Jupyter Notebook is a one-file-at-a-time interface.

Jupyter Lab lets you have multiple files/directories/terminal/csv files/json files/html pages/etc open at once in the same browser window.


[flagged]


Please stop doing this. If you have personal experience to share that is valuable. If you are just cutting and pasting from an AI, anyone on HN can do that. It is no more helpful than copying a list of results from a search engine. Your HN contributions should be written by you, not a computer.


That definitely sounds sensible. I had the same question and figured I ask AI. It gave a pretty good answer. So I shared it.

I didn’t think it would get a backlash. But agreed, the answers are too verbose and polite for an HN comment and do not fit with the culture here.


Still looking for a nice setup with JS. Tried some notebook promises with danfoJS but couldn't find something ergonomic


Anyone know about compatibility with existing notebooks? Presumably stellar, right?

For now, I need jupytext (which is a great extension), so then I stay with v3.6 until jupytext is resolved.

For this announcement - or in the changelog - it would be great to know why it is a major version bump - what is the major compatibility change?


This is only a change in the interface. I don't think there is any underlying change in the notebook format. Your old notebooks are completely safe.

P.S. Juptext is a pretty cool extension https://pypi.org/project/jupytext/


nbformat is reference implementation of the notebook format: https://github.com/jupyter/nbformat No recent major releases.

jupytext is great, you can also review your notebooks as `.ipynb` files using GitNotebooks [https://gitnotebooks.com]. (I'm the solo dev)


I would think of JupyterLab as more of an IDE, and the major version bump need not affect their notebook format.
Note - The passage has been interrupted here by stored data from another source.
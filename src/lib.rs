pub mod engine;
pub mod fs;
pub mod matcher;
pub mod query;
pub mod session;
pub mod sort;
pub mod store;
pub mod util;
pub mod walker;
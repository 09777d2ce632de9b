use std::collections::BTreeMap;
use std::fs;
use std::io::{self, Write};
use std::path::{Path, PathBuf};

use chrono::Utc;
use log::{debug, info};
use serde::{Deserialize, Serialize};
use tempfile::NamedTempFile;

use crate::fs::type_label;
use crate::walker;

/// In-memory index: absolute path → type label ("Folder", an uppercase
/// extension, or "File").
///
/// A store is populated wholesale by [`EntryStore::rebuild`] and replaced,
/// never merged; modified times are deliberately not stored and are re-read
/// from disk at query time.
#[derive(Debug, Clone, Default)]
pub struct EntryStore {
    root: Option<PathBuf>,
    built_utc: Option<i64>,
    entries: BTreeMap<String, String>,
}

#[derive(Serialize)]
struct PersistedIndex<'a> {
    root: Option<&'a Path>,
    built_utc: Option<i64>,
    entries: &'a BTreeMap<String, String>,
}

/// Indexes written by older builds are a bare path→label object with no
/// root or build timestamp; keep loading those.
#[derive(Deserialize)]
#[serde(untagged)]
enum LoadedIndex {
    Envelope {
        #[serde(default)]
        root: Option<PathBuf>,
        #[serde(default)]
        built_utc: Option<i64>,
        entries: BTreeMap<String, String>,
    },
    Legacy(BTreeMap<String, String>),
}

#[derive(Debug)]
pub enum StoreError {
    Corrupt {
        path: PathBuf,
        source: serde_json::Error,
    },
    Io {
        path: PathBuf,
        source: io::Error,
    },
    Persist {
        path: PathBuf,
        message: String,
    },
}

impl std::fmt::Display for StoreError {
    fn fmt(&self, f: &mut std::fmt::Formatter<'_>) -> std::fmt::Result {
        match self {
            StoreError::Corrupt { path, source } => {
                write!(f, "corrupt index file {}: {source}", path.display())
            }
            StoreError::Io { path, source } => {
                write!(f, "failed to read index file {}: {source}", path.display())
            }
            StoreError::Persist { path, message } => {
                write!(f, "failed to write index file {}: {message}", path.display())
            }
        }
    }
}

impl std::error::Error for StoreError {}

impl EntryStore {
    /// Walks `root` and returns a brand-new store covering exactly that
    /// subtree. The result replaces any prior store; re-indexing a narrower
    /// subtree shrinks effective coverage, which the recorded root makes
    /// observable.
    pub fn rebuild(root: &Path) -> Self {
        let mut entries = BTreeMap::new();
        for entry in walker::walk(root) {
            let label = type_label(&entry.path, entry.kind);
            entries.insert(entry.path.to_string_lossy().into_owned(), label);
        }

        info!("indexed {} entries under {}", entries.len(), root.display());

        Self {
            root: Some(root.to_path_buf()),
            built_utc: Some(Utc::now().timestamp()),
            entries,
        }
    }

    /// Loads a persisted store. A missing file is `Ok(None)`; unreadable or
    /// malformed content is an error the caller degrades to an empty store
    /// plus a warning, never a fatal abort.
    pub fn load(path: &Path) -> Result<Option<Self>, StoreError> {
        let data = match fs::read_to_string(path) {
            Ok(data) => data,
            Err(err) if err.kind() == io::ErrorKind::NotFound => return Ok(None),
            Err(err) => {
                return Err(StoreError::Io {
                    path: path.to_path_buf(),
                    source: err,
                });
            }
        };

        let loaded: LoadedIndex =
            serde_json::from_str(&data).map_err(|err| StoreError::Corrupt {
                path: path.to_path_buf(),
                source: err,
            })?;

        let store = match loaded {
            LoadedIndex::Envelope {
                root,
                built_utc,
                entries,
            } => Self {
                root,
                built_utc,
                entries,
            },
            LoadedIndex::Legacy(entries) => {
                debug!("loaded legacy index without root metadata");
                Self {
                    root: None,
                    built_utc: None,
                    entries,
                }
            }
        };

        Ok(Some(store))
    }

    /// Persists the full store, atomically replacing any prior file via
    /// write-to-temp-then-rename so a crash mid-write never leaves a
    /// truncated index behind.
    pub fn save(&self, path: &Path) -> Result<(), StoreError> {
        let persist_err = |message: String| StoreError::Persist {
            path: path.to_path_buf(),
            message,
        };

        let parent = path.parent().filter(|p| !p.as_os_str().is_empty());
        if let Some(parent) = parent {
            fs::create_dir_all(parent).map_err(|err| persist_err(err.to_string()))?;
        }

        let json = serde_json::to_string(&PersistedIndex {
            root: self.root.as_deref(),
            built_utc: self.built_utc,
            entries: &self.entries,
        })
        .map_err(|err| persist_err(err.to_string()))?;

        let dir = parent.map(Path::to_path_buf).unwrap_or_else(|| PathBuf::from("."));
        let mut temp = NamedTempFile::new_in(&dir).map_err(|err| persist_err(err.to_string()))?;
        temp.write_all(json.as_bytes())
            .map_err(|err| persist_err(err.to_string()))?;
        temp.persist(path)
            .map_err(|err| persist_err(err.to_string()))?;

        Ok(())
    }

    pub fn is_empty(&self) -> bool {
        self.entries.is_empty()
    }

    pub fn len(&self) -> usize {
        self.entries.len()
    }

    /// Root the index was built from, if this store recorded one.
    pub fn root(&self) -> Option<&Path> {
        self.root.as_deref()
    }

    pub fn built_utc(&self) -> Option<i64> {
        self.built_utc
    }

    pub fn label_of(&self, path: &str) -> Option<&str> {
        self.entries.get(path).map(String::as_str)
    }

    pub fn iter(&self) -> impl Iterator<Item = (&str, &str)> {
        self.entries
            .iter()
            .map(|(path, label)| (path.as_str(), label.as_str()))
    }
}

/// Default persisted-index location under the platform data directory.
pub fn default_index_path() -> PathBuf {
    let mut base = dirs::data_local_dir().unwrap_or_else(|| PathBuf::from("."));
    base.push("findex");
    base.push("index.json");
    base
}

#[cfg(test)]
mod tests {
    use super::*;

    #[test]
    fn save_then_load_round_trips_the_mapping() {
        let dir = tempfile::tempdir().expect("tempdir");
        std::fs::create_dir(dir.path().join("a")).expect("mkdir");
        std::fs::write(dir.path().join("a/x.txt"), "x").expect("write");
        std::fs::write(dir.path().join("a/y"), "y").expect("write");

        let store = EntryStore::rebuild(dir.path());
        let index_path = dir.path().join("index.json");
        store.save(&index_path).expect("save");

        let loaded = EntryStore::load(&index_path)
            .expect("load")
            .expect("present");

        assert_eq!(loaded.len(), store.len());
        assert_eq!(loaded.root(), Some(dir.path()));
        for (path, label) in store.iter() {
            assert_eq!(loaded.label_of(path), Some(label));
        }
    }

    #[test]
    fn missing_file_loads_as_none() {
        let dir = tempfile::tempdir().expect("tempdir");
        let loaded = EntryStore::load(&dir.path().join("absent.json")).expect("load");
        assert!(loaded.is_none());
    }

    #[test]
    fn corrupt_file_is_reported_not_swallowed() {
        let dir = tempfile::tempdir().expect("tempdir");
        let index_path = dir.path().join("index.json");
        std::fs::write(&index_path, "{ not json").expect("write");

        match EntryStore::load(&index_path) {
            Err(StoreError::Corrupt { path, .. }) => assert_eq!(path, index_path),
            other => panic!("expected corrupt error, got {other:?}"),
        }
    }

    #[test]
    fn legacy_flat_mapping_still_loads() {
        let dir = tempfile::tempdir().expect("tempdir");
        let index_path = dir.path().join("index.json");
        std::fs::write(
            &index_path,
            r#"{"/old/path/report.txt": "TXT", "/old/path": "Folder"}"#,
        )
        .expect("write");

        let loaded = EntryStore::load(&index_path)
            .expect("load")
            .expect("present");
        assert_eq!(loaded.len(), 2);
        assert_eq!(loaded.label_of("/old/path"), Some("Folder"));
        assert_eq!(loaded.root(), None);
    }

    #[test]
    fn save_replaces_a_prior_index_wholesale() {
        let dir = tempfile::tempdir().expect("tempdir");
        let index_path = dir.path().join("index.json");
        std::fs::write(&index_path, r#"{"/stale": "File"}"#).expect("write");

        std::fs::write(dir.path().join("fresh.txt"), "f").expect("write");
        let store = EntryStore::rebuild(dir.path());
        store.save(&index_path).expect("save");

        let loaded = EntryStore::load(&index_path)
            .expect("load")
            .expect("present");
        assert_eq!(loaded.label_of("/stale"), None);
    }

    #[test]
    fn rebuild_classifies_kinds_and_extensions() {
        let dir = tempfile::tempdir().expect("tempdir");
        std::fs::create_dir(dir.path().join("a")).expect("mkdir");
        std::fs::write(dir.path().join("a/x.txt"), "x").expect("write");
        std::fs::write(dir.path().join("a/y"), "y").expect("write");

        let store = EntryStore::rebuild(dir.path());
        let key = |p: &Path| p.to_string_lossy().into_owned();

        assert_eq!(store.len(), 3);
        assert_eq!(store.label_of(&key(&dir.path().join("a"))), Some("Folder"));
        assert_eq!(
            store.label_of(&key(&dir.path().join("a/x.txt"))),
            Some("TXT")
        );
        assert_eq!(store.label_of(&key(&dir.path().join("a/y"))), Some("File"));
    }
}
use std::path::{Path, PathBuf};
use std::process;
use std::time::Duration;

use env_logger::Env;
use findex::engine::{Delivery, Engine};
use findex::query::SearchMode;
use findex::sort::{SortDirection, SortKey};
use findex::store;
use pico_args::Arguments;

const USAGE: &str = "usage: findex [--root DIR] [--index DIR] [--index-file PATH] \
[--sort type|date] [--desc] [--no-index] [TERM]";

fn main() {
    let _ = env_logger::Builder::from_env(Env::default().default_filter_or("warn"))
        .format_timestamp_secs()
        .try_init();

    if let Err(err) = run() {
        eprintln!("findex: {err}");
        process::exit(1);
    }
}

fn run() -> Result<(), String> {
    let mut args = Arguments::from_env();

    if args.contains(["-h", "--help"]) {
        println!("{USAGE}");
        return Ok(());
    }

    let index_dir: Option<String> = args
        .opt_value_from_str("--index")
        .map_err(|err| err.to_string())?;
    let index_file: Option<String> = args
        .opt_value_from_str("--index-file")
        .map_err(|err| err.to_string())?;
    let root_arg: Option<String> = args
        .opt_value_from_str("--root")
        .map_err(|err| err.to_string())?;
    let sort_arg: Option<String> = args
        .opt_value_from_str("--sort")
        .map_err(|err| err.to_string())?;
    let descending = args.contains("--desc");
    let no_index = args.contains("--no-index");

    let term: Option<String> = args.opt_free_from_str().map_err(|err| err.to_string())?;

    let leftover = args.finish();
    if !leftover.is_empty() {
        let extras: Vec<String> = leftover
            .into_iter()
            .map(|arg| arg.to_string_lossy().into_owned())
            .collect();
        return Err(format!("unexpected arguments: {}", extras.join(" ")));
    }

    let sort_key = match sort_arg.as_deref() {
        None => SortKey::None,
        Some("type") => SortKey::Type,
        Some("date") => SortKey::Date,
        Some(other) => return Err(format!("unknown sort key {other:?} (expected type or date)")),
    };
    let direction = if descending {
        SortDirection::Desc
    } else {
        SortDirection::Asc
    };

    let index_path = match index_file {
        Some(raw) => PathBuf::from(expand_path(&raw)?),
        None => store::default_index_path(),
    };

    let mut engine = Engine::new(index_path);
    engine.set_sort(sort_key, direction);

    if let Some(raw) = index_dir {
        let root = resolve_directory(&raw)?;
        rebuild_index(&mut engine, &root)?;
        if term.is_none() {
            return Ok(());
        }
    } else if !no_index {
        if let Some(warning) = engine.load_index_if_present() {
            eprintln!("findex: warning: {warning}");
        }
    }

    let Some(term) = term else {
        return Err(format!("missing search term\n{USAGE}"));
    };

    let root = match root_arg {
        Some(raw) => resolve_directory(&raw)?,
        None => std::env::current_dir().map_err(|err| err.to_string())?,
    };

    engine
        .search(&term, &root)
        .map_err(|err| err.to_string())?;

    loop {
        match engine.wait(Duration::from_secs(1)) {
            Some(Delivery::Search { hits, mode }) => {
                if mode == SearchMode::Indexed {
                    eprintln!(
                        "findex: searching the persisted index, not {}",
                        root.display()
                    );
                }
                for hit in &hits {
                    println!("{}\t{}\t{}", hit.path.display(), hit.type_label, hit.modified);
                }
                return Ok(());
            }
            Some(Delivery::Index { .. }) => {}
            None if engine.is_running() => {}
            None => return Ok(()),
        }
    }
}

fn rebuild_index(engine: &mut Engine, root: &Path) -> Result<(), String> {
    engine
        .index_directory(root)
        .map_err(|err| err.to_string())?;

    loop {
        match engine.wait(Duration::from_secs(1)) {
            Some(Delivery::Index {
                entries,
                persist_error,
            }) => {
                if let Some(message) = persist_error {
                    return Err(format!(
                        "indexed {entries} entries but could not persist: {message}"
                    ));
                }
                println!(
                    "Indexed {entries} entries under {} into {}",
                    root.display(),
                    engine.index_path().display()
                );
                return Ok(());
            }
            Some(Delivery::Search { .. }) => {}
            None if engine.is_running() => {}
            None => return Ok(()),
        }
    }
}

fn resolve_directory(raw: &str) -> Result<PathBuf, String> {
    let path = PathBuf::from(expand_path(raw)?);
    if !path.exists() {
        return Err(format!("{} does not exist", path.display()));
    }
    if !path.is_dir() {
        return Err(format!("{} is not a directory", path.display()));
    }
    path.canonicalize()
        .map_err(|err| format!("failed to canonicalize {}: {err}", path.display()))
}

fn expand_path(raw: &str) -> Result<String, String> {
    shellexpand::full(raw)
        .map(|cow| cow.into_owned())
        .map_err(|err| err.to_string())
}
I think if they made breaking changes to the notebook format, they'd mention this right away.



Question for the more experienced than me but how does JupyterLab/Notebooks compare with the likes of datasette[0]?

[0] https://datasette.io/


Not really the same thing. Notebooks are a tool for interactive programming, maybe even literate programming if you want. They happen to be most commonly used in data science and data analysis work, where interactivity is important.


Was a nightmare making extensions in the previous version. The documentation was very scattered/cluttered between different jupyterlab versions. Don’t think I’ll be coming back to it for 4.0.


Making extensions is really a lot about looking at their own packages in their repos and looking at the API docs, figuring things out from procedure names and sometimes useless comments, that merely rehash the procedure name as a phrase.

Additionally they often point you at their terrible discourse forum for asking questions. More often that not I don't see a good answer there either, when I merely search for one. I think their gitter channel has worked best for me so far, when they did not point me to that forum.

Typescript also helps a bit when compiling.

Sometimes I visit an old bookmark, that looked like part of official docs by the URL, but find it 404ing. Ultimately I agree, that good and accessible docs is not the project's strong side.

I guess I will have to figure some things out again soon when updating extensions to version 4.


Anyone got experience with the real time collaboration and have feedback?


I'm surprised I had to scroll this far down for anyone to ask this question.

I've been trying to work out exactly how it works myself for the last hour, and there is no clear indicator on how to activate this mode. No documentation either, barring: https://github.com/jupyterlab/jupyter_collaboration

What am I supposed to be doing here?


Clearly it just works. install that plugin and someone will just instantiate into your notebooks and start editing things.


Would this work as my main IDE?


I haven't upgraded to JupyterLab 4 because the plugins that I use to make jupyter lab IDE-like (jupyterlab-git, jupyterlab-vim, jupyterlab-lsp) need to all be stable on the new version first.

But, yeah, you can develop python software in Jupyterlab if that makes sense for you.


[flagged]


Comedy is not your forte.


The analyses are just more data to analyze.